Style and Technique
The plot of “People Like That Are the Only People Here” is predictably linear; the only surprise may be that the tumor is not as bad as feared and that the baby goes home, without having to undergo chemotherapy. The focus of the story is on the mother and writer’s coping techniques, which, as mentioned earlier, have a lot to do with writing itself.
Moore’s story reads very much like a series of notes on the ongoing experience. Breaks in the notes are indicated by extra line spacing. These notes are more than diary entries and less than a coherent, unified story. This lack of cohesion is probably deliberate on Moore’s part, a true case of form reflecting content. Her narrative technique illustrates her rejection of the notion that such a horrific experience can be understood, ordered, or unified into one coherent whole.

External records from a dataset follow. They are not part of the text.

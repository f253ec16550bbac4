//! Canonical pipeline graph types.
//!
//! These are the serde targets for the canonical graph encoding. Loosely
//! shaped producer output goes through `graph::contract` first.

use serde::{Deserialize, Serialize};
use serde_json::{Map, Value};

// =============================================================================
// KINDS
// =============================================================================

/// Closed set of component kinds. `Unknown` keeps unrecognised tags intact so a
/// graph round-trips without losing the producer's intent.
#[derive(Debug, Clone, PartialEq, Eq, Hash, PartialOrd, Ord, Serialize, Deserialize)]
#[serde(from = "String", into = "String")]
pub enum ComponentKind {
    Source,
    Transformer,
    Accumulator,
    Store,
    Controller,
    Sink,
    StreamProcessor,
    Model,
    ApiEndpoint,
    Router,
    Queue,
    Cache,
    Unknown(String),
}

impl ComponentKind {
    /// Parse a kind tag, ignoring case, `_` and `-`.
    pub fn parse(tag: &str) -> Self {
        let folded: String = tag
            .chars()
            .filter(|c| !matches!(c, '_' | '-' | ' '))
            .flat_map(|c| c.to_lowercase())
            .collect();
        match folded.as_str() {
            "source" => ComponentKind::Source,
            "transformer" | "transform" => ComponentKind::Transformer,
            "accumulator" => ComponentKind::Accumulator,
            "store" => ComponentKind::Store,
            "controller" => ComponentKind::Controller,
            "sink" => ComponentKind::Sink,
            "streamprocessor" => ComponentKind::StreamProcessor,
            "model" => ComponentKind::Model,
            "apiendpoint" | "endpoint" => ComponentKind::ApiEndpoint,
            "router" => ComponentKind::Router,
            "queue" => ComponentKind::Queue,
            "cache" => ComponentKind::Cache,
            _ => ComponentKind::Unknown(tag.to_string()),
        }
    }

    pub fn as_str(&self) -> &str {
        match self {
            ComponentKind::Source => "Source",
            ComponentKind::Transformer => "Transformer",
            ComponentKind::Accumulator => "Accumulator",
            ComponentKind::Store => "Store",
            ComponentKind::Controller => "Controller",
            ComponentKind::Sink => "Sink",
            ComponentKind::StreamProcessor => "StreamProcessor",
            ComponentKind::Model => "Model",
            ComponentKind::ApiEndpoint => "APIEndpoint",
            ComponentKind::Router => "Router",
            ComponentKind::Queue => "Queue",
            ComponentKind::Cache => "Cache",
            ComponentKind::Unknown(tag) => tag,
        }
    }

    /// Store and Sink may never have outputs.
    pub fn is_terminal(&self) -> bool {
        matches!(self, ComponentKind::Store | ComponentKind::Sink)
    }

    pub fn is_storage(&self) -> bool {
        matches!(
            self,
            ComponentKind::Store | ComponentKind::Accumulator | ComponentKind::Cache
        )
    }

    pub fn is_transform(&self) -> bool {
        matches!(
            self,
            ComponentKind::Transformer
                | ComponentKind::StreamProcessor
                | ComponentKind::Model
                | ComponentKind::Router
        )
    }

    pub fn is_realtime(&self) -> bool {
        matches!(self, ComponentKind::StreamProcessor | ComponentKind::Queue)
    }

    /// Kinds that are never force-wired by orphan reconnection.
    pub fn is_reconnect_exempt(&self) -> bool {
        matches!(
            self,
            ComponentKind::Source | ComponentKind::Sink | ComponentKind::ApiEndpoint
        )
    }
}

impl From<String> for ComponentKind {
    fn from(tag: String) -> Self {
        ComponentKind::parse(&tag)
    }
}

impl From<ComponentKind> for String {
    fn from(kind: ComponentKind) -> Self {
        kind.as_str().to_string()
    }
}

impl std::fmt::Display for ComponentKind {
    fn fmt(&self, f: &mut std::fmt::Formatter<'_>) -> std::fmt::Result {
        write!(f, "{}", self.as_str())
    }
}

// =============================================================================
// PORTS
// =============================================================================

/// Element-type tag carried by a port.
#[derive(Debug, Clone, Copy, PartialEq, Eq, Hash, Default, Serialize, Deserialize)]
#[serde(from = "String", into = "String")]
pub enum PortType {
    #[default]
    Object,
    Array,
    String,
    Number,
    Integer,
    Boolean,
}

impl PortType {
    /// Parse a type tag. Unknown tags widen to `Object`.
    pub fn parse(tag: &str) -> Self {
        match tag.trim().to_ascii_lowercase().as_str() {
            "array" | "list" | "vec" | "sequence" => PortType::Array,
            "string" | "str" | "text" => PortType::String,
            "number" | "float" | "double" | "decimal" => PortType::Number,
            "integer" | "int" | "long" => PortType::Integer,
            "boolean" | "bool" => PortType::Boolean,
            _ => PortType::Object,
        }
    }

    pub fn as_str(&self) -> &'static str {
        match self {
            PortType::Object => "object",
            PortType::Array => "array",
            PortType::String => "string",
            PortType::Number => "number",
            PortType::Integer => "integer",
            PortType::Boolean => "boolean",
        }
    }
}

impl From<String> for PortType {
    fn from(tag: String) -> Self {
        PortType::parse(&tag)
    }
}

impl From<PortType> for String {
    fn from(t: PortType) -> Self {
        t.as_str().to_string()
    }
}

impl std::fmt::Display for PortType {
    fn fmt(&self, f: &mut std::fmt::Formatter<'_>) -> std::fmt::Result {
        write!(f, "{}", self.as_str())
    }
}

fn default_true() -> bool {
    true
}

#[derive(Debug, Clone, PartialEq, Eq, Serialize, Deserialize)]
pub struct Port {
    pub name: String,
    #[serde(rename = "type", default)]
    pub port_type: PortType,
    #[serde(default = "default_true")]
    pub required: bool,
}

impl Port {
    pub fn new(name: impl Into<String>, port_type: PortType) -> Self {
        Port {
            name: name.into(),
            port_type,
            required: true,
        }
    }
}

// =============================================================================
// COMPONENTS & BINDINGS
// =============================================================================

#[derive(Debug, Clone, PartialEq, Serialize, Deserialize)]
pub struct Component {
    pub name: String,
    pub kind: ComponentKind,
    #[serde(default)]
    pub inputs: Vec<Port>,
    #[serde(default)]
    pub outputs: Vec<Port>,
    #[serde(default)]
    pub config: Map<String, Value>,
}

impl Component {
    pub fn new(name: impl Into<String>, kind: ComponentKind) -> Self {
        Component {
            name: name.into(),
            kind,
            inputs: vec![],
            outputs: vec![],
            config: Map::new(),
        }
    }

    pub fn with_input(mut self, name: &str, port_type: PortType) -> Self {
        self.inputs.push(Port::new(name, port_type));
        self
    }

    pub fn with_output(mut self, name: &str, port_type: PortType) -> Self {
        self.outputs.push(Port::new(name, port_type));
        self
    }

    pub fn with_config(mut self, key: &str, value: Value) -> Self {
        self.config.insert(key.to_string(), value);
        self
    }

    pub fn input(&self, name: &str) -> Option<&Port> {
        self.inputs.iter().find(|p| p.name == name)
    }

    pub fn output(&self, name: &str) -> Option<&Port> {
        self.outputs.iter().find(|p| p.name == name)
    }

    pub fn input_mut(&mut self, name: &str) -> Option<&mut Port> {
        self.inputs.iter_mut().find(|p| p.name == name)
    }

    pub fn has_ports(&self) -> bool {
        !self.inputs.is_empty() || !self.outputs.is_empty()
    }
}

#[derive(Debug, Clone, PartialEq, Eq, Hash, Serialize, Deserialize)]
pub struct Binding {
    pub from_component: String,
    pub from_port: String,
    pub to_component: String,
    pub to_port: String,
}

impl Binding {
    pub fn new(from_component: &str, from_port: &str, to_component: &str, to_port: &str) -> Self {
        Binding {
            from_component: from_component.to_string(),
            from_port: from_port.to_string(),
            to_component: to_component.to_string(),
            to_port: to_port.to_string(),
        }
    }

    pub fn touches(&self, component: &str) -> bool {
        self.from_component == component || self.to_component == component
    }
}

impl std::fmt::Display for Binding {
    fn fmt(&self, f: &mut std::fmt::Formatter<'_>) -> std::fmt::Result {
        write!(
            f,
            "{}.{} -> {}.{}",
            self.from_component, self.from_port, self.to_component, self.to_port
        )
    }
}

// =============================================================================
// GRAPH
// =============================================================================

#[derive(Debug, Clone, PartialEq, Default, Serialize, Deserialize)]
pub struct PipelineGraph {
    #[serde(default)]
    pub name: String,
    #[serde(default)]
    pub description: Option<String>,
    pub components: Vec<Component>,
    #[serde(default)]
    pub bindings: Vec<Binding>,
}

impl PipelineGraph {
    pub fn component(&self, name: &str) -> Option<&Component> {
        self.components.iter().find(|c| c.name == name)
    }

    pub fn component_mut(&mut self, name: &str) -> Option<&mut Component> {
        self.components.iter_mut().find(|c| c.name == name)
    }

    pub fn names(&self) -> Vec<&str> {
        self.components.iter().map(|c| c.name.as_str()).collect()
    }

    pub fn bindings_from<'a>(&'a self, component: &'a str) -> impl Iterator<Item = &'a Binding> {
        self.bindings
            .iter()
            .filter(move |b| b.from_component == component)
    }

    pub fn bindings_into<'a>(&'a self, component: &'a str) -> impl Iterator<Item = &'a Binding> {
        self.bindings.iter().filter(move |b| b.to_component == component)
    }

    pub fn has_binding_touching(&self, component: &str) -> bool {
        self.bindings.iter().any(|b| b.touches(component))
    }

    /// True when both endpoints exist and the ports are direction-correct.
    pub fn binding_resolves(&self, binding: &Binding) -> bool {
        let from_ok = self
            .component(&binding.from_component)
            .is_some_and(|c| c.output(&binding.from_port).is_some());
        let to_ok = self
            .component(&binding.to_component)
            .is_some_and(|c| c.input(&binding.to_port).is_some());
        from_ok && to_ok
    }
}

Moore’s trademark humor is subdued in this story, naturally, but it is not absent. There are traces of humor even in the first paragraph when the mother imagines any number of unlikely reasons there would be a blood clot in her baby’s diaper. The subtitle itself is humorous, and her depiction of God is humorous. Throughout the story, the mother is allowed her moments of ironic reflection or occasional sarcastic gibes. There is never any danger, however, of Moore’s humor undermining the magnitude of the experience attributed to the mother. This humor seems absolutely necessary to maintain some distance between the storyteller and the story. Otherwise, the story itself might have never been told.